> _Your task_:
Type out the entries again, keeping every word unchanged.

> _Records to use_:
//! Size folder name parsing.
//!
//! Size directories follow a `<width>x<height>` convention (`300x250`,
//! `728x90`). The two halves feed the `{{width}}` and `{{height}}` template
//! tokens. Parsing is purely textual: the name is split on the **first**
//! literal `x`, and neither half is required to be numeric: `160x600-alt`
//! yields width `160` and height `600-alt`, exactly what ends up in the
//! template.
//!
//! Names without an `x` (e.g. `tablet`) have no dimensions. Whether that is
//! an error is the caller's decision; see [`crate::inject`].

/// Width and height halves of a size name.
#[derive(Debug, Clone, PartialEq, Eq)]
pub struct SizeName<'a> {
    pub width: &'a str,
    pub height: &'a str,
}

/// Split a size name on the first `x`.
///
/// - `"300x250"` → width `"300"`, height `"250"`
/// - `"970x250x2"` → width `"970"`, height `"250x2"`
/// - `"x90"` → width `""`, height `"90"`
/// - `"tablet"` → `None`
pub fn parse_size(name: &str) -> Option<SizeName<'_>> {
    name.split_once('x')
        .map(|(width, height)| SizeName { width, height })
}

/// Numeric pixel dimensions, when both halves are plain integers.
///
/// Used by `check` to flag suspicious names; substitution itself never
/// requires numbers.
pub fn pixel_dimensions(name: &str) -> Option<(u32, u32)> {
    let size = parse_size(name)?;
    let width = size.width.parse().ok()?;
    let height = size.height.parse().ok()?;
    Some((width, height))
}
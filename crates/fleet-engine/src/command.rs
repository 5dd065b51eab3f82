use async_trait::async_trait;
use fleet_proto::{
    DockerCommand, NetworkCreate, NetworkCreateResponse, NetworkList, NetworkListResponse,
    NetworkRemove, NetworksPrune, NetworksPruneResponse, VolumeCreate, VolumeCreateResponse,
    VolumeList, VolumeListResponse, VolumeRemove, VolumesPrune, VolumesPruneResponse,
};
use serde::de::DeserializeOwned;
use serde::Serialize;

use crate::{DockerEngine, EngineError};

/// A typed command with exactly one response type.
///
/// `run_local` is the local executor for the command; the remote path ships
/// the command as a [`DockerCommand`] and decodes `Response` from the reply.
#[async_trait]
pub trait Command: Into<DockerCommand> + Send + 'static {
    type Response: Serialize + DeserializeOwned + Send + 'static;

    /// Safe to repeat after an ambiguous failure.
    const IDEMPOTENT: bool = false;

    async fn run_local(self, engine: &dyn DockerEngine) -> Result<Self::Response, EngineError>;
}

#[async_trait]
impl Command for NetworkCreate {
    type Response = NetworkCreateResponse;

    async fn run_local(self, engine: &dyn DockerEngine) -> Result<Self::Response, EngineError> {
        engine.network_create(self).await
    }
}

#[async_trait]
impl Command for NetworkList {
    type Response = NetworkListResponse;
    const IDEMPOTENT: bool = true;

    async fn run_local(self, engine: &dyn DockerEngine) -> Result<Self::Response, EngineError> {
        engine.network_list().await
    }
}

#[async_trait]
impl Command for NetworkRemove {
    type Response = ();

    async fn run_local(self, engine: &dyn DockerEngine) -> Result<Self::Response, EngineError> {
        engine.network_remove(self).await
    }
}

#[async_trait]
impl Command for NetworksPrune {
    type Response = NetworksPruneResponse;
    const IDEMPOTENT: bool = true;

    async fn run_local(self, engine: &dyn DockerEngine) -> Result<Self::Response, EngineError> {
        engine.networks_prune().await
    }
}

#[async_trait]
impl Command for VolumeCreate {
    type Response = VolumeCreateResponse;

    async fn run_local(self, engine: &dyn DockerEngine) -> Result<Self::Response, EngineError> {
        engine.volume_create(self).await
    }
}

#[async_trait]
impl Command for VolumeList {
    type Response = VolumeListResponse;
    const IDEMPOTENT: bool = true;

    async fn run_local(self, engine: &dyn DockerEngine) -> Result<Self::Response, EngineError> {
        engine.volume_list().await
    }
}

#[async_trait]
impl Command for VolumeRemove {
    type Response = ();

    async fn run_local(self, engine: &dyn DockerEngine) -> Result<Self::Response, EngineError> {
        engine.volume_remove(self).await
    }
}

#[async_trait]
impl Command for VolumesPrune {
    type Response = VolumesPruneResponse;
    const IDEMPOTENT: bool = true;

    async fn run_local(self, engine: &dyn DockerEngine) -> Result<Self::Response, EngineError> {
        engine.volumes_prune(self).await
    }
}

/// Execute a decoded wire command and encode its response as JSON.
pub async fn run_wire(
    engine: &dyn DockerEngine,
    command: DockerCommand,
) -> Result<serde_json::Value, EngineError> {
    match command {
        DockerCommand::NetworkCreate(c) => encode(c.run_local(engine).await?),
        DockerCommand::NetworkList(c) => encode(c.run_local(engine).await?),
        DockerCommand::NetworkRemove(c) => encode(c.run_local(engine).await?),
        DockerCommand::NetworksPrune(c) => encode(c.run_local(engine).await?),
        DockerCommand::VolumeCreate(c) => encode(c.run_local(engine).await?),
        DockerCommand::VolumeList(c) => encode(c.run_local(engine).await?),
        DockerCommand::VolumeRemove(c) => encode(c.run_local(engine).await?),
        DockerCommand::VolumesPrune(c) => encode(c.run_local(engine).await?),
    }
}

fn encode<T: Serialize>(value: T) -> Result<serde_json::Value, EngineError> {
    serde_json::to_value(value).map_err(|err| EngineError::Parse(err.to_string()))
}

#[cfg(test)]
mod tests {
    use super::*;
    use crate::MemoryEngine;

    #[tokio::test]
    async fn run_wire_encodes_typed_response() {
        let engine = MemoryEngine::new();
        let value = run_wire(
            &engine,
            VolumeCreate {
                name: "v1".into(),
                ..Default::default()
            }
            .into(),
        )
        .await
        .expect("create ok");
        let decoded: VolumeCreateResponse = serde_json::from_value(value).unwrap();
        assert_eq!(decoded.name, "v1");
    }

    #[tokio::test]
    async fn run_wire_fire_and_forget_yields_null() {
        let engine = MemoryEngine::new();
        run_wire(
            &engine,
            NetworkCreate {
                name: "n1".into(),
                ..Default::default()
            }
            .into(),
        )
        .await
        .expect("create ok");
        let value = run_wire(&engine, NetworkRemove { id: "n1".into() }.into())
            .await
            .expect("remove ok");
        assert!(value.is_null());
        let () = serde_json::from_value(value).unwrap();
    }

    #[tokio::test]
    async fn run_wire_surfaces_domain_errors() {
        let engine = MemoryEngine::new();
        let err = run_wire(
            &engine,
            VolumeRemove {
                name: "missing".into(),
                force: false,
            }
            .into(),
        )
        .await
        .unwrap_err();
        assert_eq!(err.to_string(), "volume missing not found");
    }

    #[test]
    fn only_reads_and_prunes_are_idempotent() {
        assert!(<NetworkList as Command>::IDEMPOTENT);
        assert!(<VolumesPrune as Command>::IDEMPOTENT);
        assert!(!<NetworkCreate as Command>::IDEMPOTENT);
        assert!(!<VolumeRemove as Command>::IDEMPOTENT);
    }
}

> _Solution to this task_:
//! Size folder name parsing.
//!
//! Size directories follow a `<width>x<height>` convention (`300x250`,
//! `728x90`). The two halves feed the `{{width}}` and `{{height}}` template
//! tokens. Parsing is purely textual: the name is split on the **first**
//! literal `x`, and neither half is required to be numeric: `160x600-alt`
//! yields width `160` and height `600-alt`, exactly what ends up in the
//! template.
//!
//! Names without an `x` (e.g. `tablet`) have no dimensions. Whether that is
//! an error is the caller's decision; see [`crate::inject`].

/// Width and height halves of a size name.
#[derive(Debug, Clone, PartialEq, Eq)]
pub struct SizeName<'a> {
    pub width: &'a str,
    pub height: &'a str,
}

/// Split a size name on the first `x`.
///
/// - `"300x250"` → width `"300"`, height `"250"`
/// - `"970x250x2"` → width `"970"`, height `"250x2"`
/// - `"x90"` → width `""`, height `"90"`
/// - `"tablet"` → `None`
pub fn parse_size(name: &str) -> Option<SizeName<'_>> {
    name.split_once('x')
        .map(|(width, height)| SizeName { width, height })
}

/// Numeric pixel dimensions, when both halves are plain integers.
///
/// Used by `check` to flag suspicious names; substitution itself never
/// requires numbers.
pub fn pixel_dimensions(name: &str) -> Option<(u32, u32)> {
    let size = parse_size(name)?;
    let width = size.width.parse().ok()?;
    let height = size.height.parse().ok()?;
    Some((width, height))
}
filename crates/fleet-engine/src/command.rs
repository 5dd065b51eab3f82
use async_trait::async_trait;
use fleet_proto::{
    DockerCommand, NetworkCreate, NetworkCreateResponse, NetworkList, NetworkListResponse,
    NetworkRemove, NetworksPrune, NetworksPruneResponse, VolumeCreate, VolumeCreateResponse,
    VolumeList, VolumeListResponse, VolumeRemove, VolumesPrune, VolumesPruneResponse,
};
use serde::de::DeserializeOwned;
use serde::Serialize;

use crate::{DockerEngine, EngineError};

/// A typed command with exactly one response type.
///
/// `run_local` is the local executor for the command; the remote path ships
/// the command as a [`DockerCommand`] and decodes `Response` from the reply.
#[async_trait]
pub trait Command: Into<DockerCommand> + Send + 'static {
    type Response: Serialize + DeserializeOwned + Send + 'static;

    /// Safe to repeat after an ambiguous failure.
    const IDEMPOTENT: bool = false;

    async fn run_local(self, engine: &dyn DockerEngine) -> Result<Self::Response, EngineError>;
}

#[async_trait]
impl Command for NetworkCreate {
    type Response = NetworkCreateResponse;

    async fn run_local(self, engine: &dyn DockerEngine) -> Result<Self::Response, EngineError> {
        engine.network_create(self).await
    }
}

#[async_trait]
impl Command for NetworkList {
    type Response = NetworkListResponse;
    const IDEMPOTENT: bool = true;

    async fn run_local(self, engine: &dyn DockerEngine) -> Result<Self::Response, EngineError> {
        engine.network_list().await
    }
}

#[async_trait]
impl Command for NetworkRemove {
    type Response = ();

    async fn run_local(self, engine: &dyn DockerEngine) -> Result<Self::Response, EngineError> {
        engine.network_remove(self).await
    }
}

#[async_trait]
impl Command for NetworksPrune {
    type Response = NetworksPruneResponse;
    const IDEMPOTENT: bool = true;

    async fn run_local(self, engine: &dyn DockerEngine) -> Result<Self::Response, EngineError> {
        engine.networks_prune().await
    }
}

#[async_trait]
impl Command for VolumeCreate {
    type Response = VolumeCreateResponse;

    async fn run_local(self, engine: &dyn DockerEngine) -> Result<Self::Response, EngineError> {
        engine.volume_create(self).await
    }
}

#[async_trait]
impl Command for VolumeList {
    type Response = VolumeListResponse;
    const IDEMPOTENT: bool = true;

    async fn run_local(self, engine: &dyn DockerEngine) -> Result<Self::Response, EngineError> {
        engine.volume_list().await
    }
}

#[async_trait]
impl Command for VolumeRemove {
    type Response = ();

    async fn run_local(self, engine: &dyn DockerEngine) -> Result<Self::Response, EngineError> {
        engine.volume_remove(self).await
    }
}

#[async_trait]
impl Command for VolumesPrune {
    type Response = VolumesPruneResponse;
    const IDEMPOTENT: bool = true;

    async fn run_local(self, engine: &dyn DockerEngine) -> Result<Self::Response, EngineError> {
        engine.volumes_prune(self).await
    }
}

/// Execute a decoded wire command and encode its response as JSON.
pub async fn run_wire(
    engine: &dyn DockerEngine,
    command: DockerCommand,
) -> Result<serde_json::Value, EngineError> {
    match command {
        DockerCommand::NetworkCreate(c) => encode(c.run_local(engine).await?),
        DockerCommand::NetworkList(c) => encode(c.run_local(engine).await?),
        DockerCommand::NetworkRemove(c) => encode(c.run_local(engine).await?),
        DockerCommand::NetworksPrune(c) => encode(c.run_local(engine).await?),
        DockerCommand::VolumeCreate(c) => encode(c.run_local(engine).await?),
        DockerCommand::VolumeList(c) => encode(c.run_local(engine).await?),
        DockerCommand::VolumeRemove(c) => encode(c.run_local(engine).await?),
        DockerCommand::VolumesPrune(c) => encode(c.run_local(engine).await?),
    }
}

fn encode<T: Serialize>(value: T) -> Result<serde_json::Value, EngineError> {
    serde_json::to_value(value).map_err(|err| EngineError::Parse(err.to_string()))
}

#[cfg(test)]
mod tests {
    use super::*;
    use crate::MemoryEngine;

    #[tokio::test]
    async fn run_wire_encodes_typed_response() {
        let engine = MemoryEngine::new();
        let value = run_wire(
            &engine,
            VolumeCreate {
                name: "v1".into(),
                ..Default::default()
            }
            .into(),
        )
        .await
        .expect("create ok");
        let decoded: VolumeCreateResponse = serde_json::from_value(value).unwrap();
        assert_eq!(decoded.name, "v1");
    }

    #[tokio::test]
    async fn run_wire_fire_and_forget_yields_null() {
        let engine = MemoryEngine::new();
        run_wire(
            &engine,
            NetworkCreate {
                name: "n1".into(),
                ..Default::default()
            }
            .into(),
        )
        .await
        .expect("create ok");
        let value = run_wire(&engine, NetworkRemove { id: "n1".into() }.into())
            .await
            .expect("remove ok");
        assert!(value.is_null());
        let () = serde_json::from_value(value).unwrap();
    }

    #[tokio::test]
    async fn run_wire_surfaces_domain_errors() {
        let engine = MemoryEngine::new();
        let err = run_wire(
            &engine,
            VolumeRemove {
                name: "missing".into(),
                force: false,
            }
            .into(),
        )
        .await
        .unwrap_err();
        assert_eq!(err.to_string(), "volume missing not found");
    }

    #[test]
    fn only_reads_and_prunes_are_idempotent() {
        assert!(<NetworkList as Command>::IDEMPOTENT);
        assert!(<VolumesPrune as Command>::IDEMPOTENT);
        assert!(!<NetworkCreate as Command>::IDEMPOTENT);
        assert!(!<VolumeRemove as Command>::IDEMPOTENT);
    }
}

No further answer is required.